## EXERCISE DIRECTIONS
For this exercise, output every line of the data as it stands.

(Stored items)
* * *

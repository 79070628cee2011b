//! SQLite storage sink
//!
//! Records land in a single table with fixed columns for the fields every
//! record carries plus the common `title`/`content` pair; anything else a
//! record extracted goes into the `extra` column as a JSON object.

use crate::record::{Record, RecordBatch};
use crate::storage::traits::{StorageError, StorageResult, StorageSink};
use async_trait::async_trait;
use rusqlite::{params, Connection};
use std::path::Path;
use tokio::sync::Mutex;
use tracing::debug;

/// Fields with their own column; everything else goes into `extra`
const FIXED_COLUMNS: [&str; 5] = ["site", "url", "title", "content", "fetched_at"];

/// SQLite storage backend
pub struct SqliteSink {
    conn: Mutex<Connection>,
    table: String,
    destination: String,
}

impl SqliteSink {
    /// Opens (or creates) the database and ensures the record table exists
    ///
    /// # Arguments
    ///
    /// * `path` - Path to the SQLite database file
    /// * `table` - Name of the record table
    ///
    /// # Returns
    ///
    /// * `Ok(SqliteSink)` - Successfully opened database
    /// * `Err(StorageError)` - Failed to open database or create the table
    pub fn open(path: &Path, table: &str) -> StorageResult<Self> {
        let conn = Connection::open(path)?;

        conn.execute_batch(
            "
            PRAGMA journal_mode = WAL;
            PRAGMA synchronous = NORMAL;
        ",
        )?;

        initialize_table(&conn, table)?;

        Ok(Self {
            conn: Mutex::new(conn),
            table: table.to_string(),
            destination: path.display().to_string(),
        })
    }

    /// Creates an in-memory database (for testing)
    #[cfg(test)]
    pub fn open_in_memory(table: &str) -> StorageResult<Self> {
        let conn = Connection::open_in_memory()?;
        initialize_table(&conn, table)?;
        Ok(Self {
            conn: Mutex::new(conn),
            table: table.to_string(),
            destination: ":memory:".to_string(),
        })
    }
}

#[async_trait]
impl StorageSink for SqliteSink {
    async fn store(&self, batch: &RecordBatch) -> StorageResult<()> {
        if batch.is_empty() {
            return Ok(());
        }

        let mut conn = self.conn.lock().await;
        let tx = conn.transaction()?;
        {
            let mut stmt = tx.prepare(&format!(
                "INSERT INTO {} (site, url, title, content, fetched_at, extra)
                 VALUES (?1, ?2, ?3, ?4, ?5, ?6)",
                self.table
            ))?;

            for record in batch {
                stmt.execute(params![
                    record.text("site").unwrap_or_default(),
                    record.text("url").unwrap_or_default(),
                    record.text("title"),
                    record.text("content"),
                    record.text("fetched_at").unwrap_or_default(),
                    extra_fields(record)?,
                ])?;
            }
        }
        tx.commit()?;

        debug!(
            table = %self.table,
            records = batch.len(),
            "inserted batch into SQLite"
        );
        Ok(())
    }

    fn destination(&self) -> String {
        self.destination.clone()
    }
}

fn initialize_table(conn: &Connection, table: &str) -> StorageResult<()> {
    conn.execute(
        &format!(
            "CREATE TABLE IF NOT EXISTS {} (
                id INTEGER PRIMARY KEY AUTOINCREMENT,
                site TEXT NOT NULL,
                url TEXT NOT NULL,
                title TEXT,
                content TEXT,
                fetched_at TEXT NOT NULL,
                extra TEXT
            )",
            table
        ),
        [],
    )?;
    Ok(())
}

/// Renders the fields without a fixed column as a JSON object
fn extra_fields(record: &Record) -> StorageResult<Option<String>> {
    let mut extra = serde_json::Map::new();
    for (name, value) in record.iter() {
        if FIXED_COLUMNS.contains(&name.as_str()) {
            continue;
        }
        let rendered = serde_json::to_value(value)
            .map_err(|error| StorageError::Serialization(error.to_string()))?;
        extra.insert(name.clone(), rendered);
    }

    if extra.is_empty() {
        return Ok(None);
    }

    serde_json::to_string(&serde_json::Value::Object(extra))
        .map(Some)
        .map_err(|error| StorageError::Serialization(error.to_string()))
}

* * *

## FINISHED EXERCISE
repository 79070628cee2011b
//! SQLite storage sink
//!
//! Records land in a single table with fixed columns for the fields every
//! record carries plus the common `title`/`content` pair; anything else a
//! record extracted goes into the `extra` column as a JSON object.

use crate::record::{Record, RecordBatch};
use crate::storage::traits::{StorageError, StorageResult, StorageSink};
use async_trait::async_trait;
use rusqlite::{params, Connection};
use std::path::Path;
use tokio::sync::Mutex;
use tracing::debug;

/// Fields with their own column; everything else goes into `extra`
const FIXED_COLUMNS: [&str; 5] = ["site", "url", "title", "content", "fetched_at"];

/// SQLite storage backend
pub struct SqliteSink {
    conn: Mutex<Connection>,
    table: String,
    destination: String,
}

impl SqliteSink {
    /// Opens (or creates) the database and ensures the record table exists
    ///
    /// # Arguments
    ///
    /// * `path` - Path to the SQLite database file
    /// * `table` - Name of the record table
    ///
    /// # Returns
    ///
    /// * `Ok(SqliteSink)` - Successfully opened database
    /// * `Err(StorageError)` - Failed to open database or create the table
    pub fn open(path: &Path, table: &str) -> StorageResult<Self> {
        let conn = Connection::open(path)?;

        conn.execute_batch(
            "
            PRAGMA journal_mode = WAL;
            PRAGMA synchronous = NORMAL;
        ",
        )?;

        initialize_table(&conn, table)?;

        Ok(Self {
            conn: Mutex::new(conn),
            table: table.to_string(),
            destination: path.display().to_string(),
        })
    }

    /// Creates an in-memory database (for testing)
    #[cfg(test)]
    pub fn open_in_memory(table: &str) -> StorageResult<Self> {
        let conn = Connection::open_in_memory()?;
        initialize_table(&conn, table)?;
        Ok(Self {
            conn: Mutex::new(conn),
            table: table.to_string(),
            destination: ":memory:".to_string(),
        })
    }
}

#[async_trait]
impl StorageSink for SqliteSink {
    async fn store(&self, batch: &RecordBatch) -> StorageResult<()> {
        if batch.is_empty() {
            return Ok(());
        }

        let mut conn = self.conn.lock().await;
        let tx = conn.transaction()?;
        {
            let mut stmt = tx.prepare(&format!(
                "INSERT INTO {} (site, url, title, content, fetched_at, extra)
                 VALUES (?1, ?2, ?3, ?4, ?5, ?6)",
                self.table
            ))?;

            for record in batch {
                stmt.execute(params![
                    record.text("site").unwrap_or_default(),
                    record.text("url").unwrap_or_default(),
                    record.text("title"),
                    record.text("content"),
                    record.text("fetched_at").unwrap_or_default(),
                    extra_fields(record)?,
                ])?;
            }
        }
        tx.commit()?;

        debug!(
            table = %self.table,
            records = batch.len(),
            "inserted batch into SQLite"
        );
        Ok(())
    }

    fn destination(&self) -> String {
        self.destination.clone()
    }
}

fn initialize_table(conn: &Connection, table: &str) -> StorageResult<()> {
    conn.execute(
        &format!(
            "CREATE TABLE IF NOT EXISTS {} (
                id INTEGER PRIMARY KEY AUTOINCREMENT,
                site TEXT NOT NULL,
                url TEXT NOT NULL,
                title TEXT,
                content TEXT,
                fetched_at TEXT NOT NULL,
                extra TEXT
            )",
            table
        ),
        [],
    )?;
    Ok(())
}

/// Renders the fields without a fixed column as a JSON object
fn extra_fields(record: &Record) -> StorageResult<Option<String>> {
    let mut extra = serde_json::Map::new();
    for (name, value) in record.iter() {
        if FIXED_COLUMNS.contains(&name.as_str()) {
            continue;
        }
        let rendered = serde_json::to_value(value)
            .map_err(|error| StorageError::Serialization(error.to_string()))?;
        extra.insert(name.clone(), rendered);
    }

    if extra.is_empty() {
        return Ok(None);
    }

    serde_json::to_string(&serde_json::Value::Object(extra))
        .map(Some)
        .map_err(|error| StorageError::Serialization(error.to_string()))
}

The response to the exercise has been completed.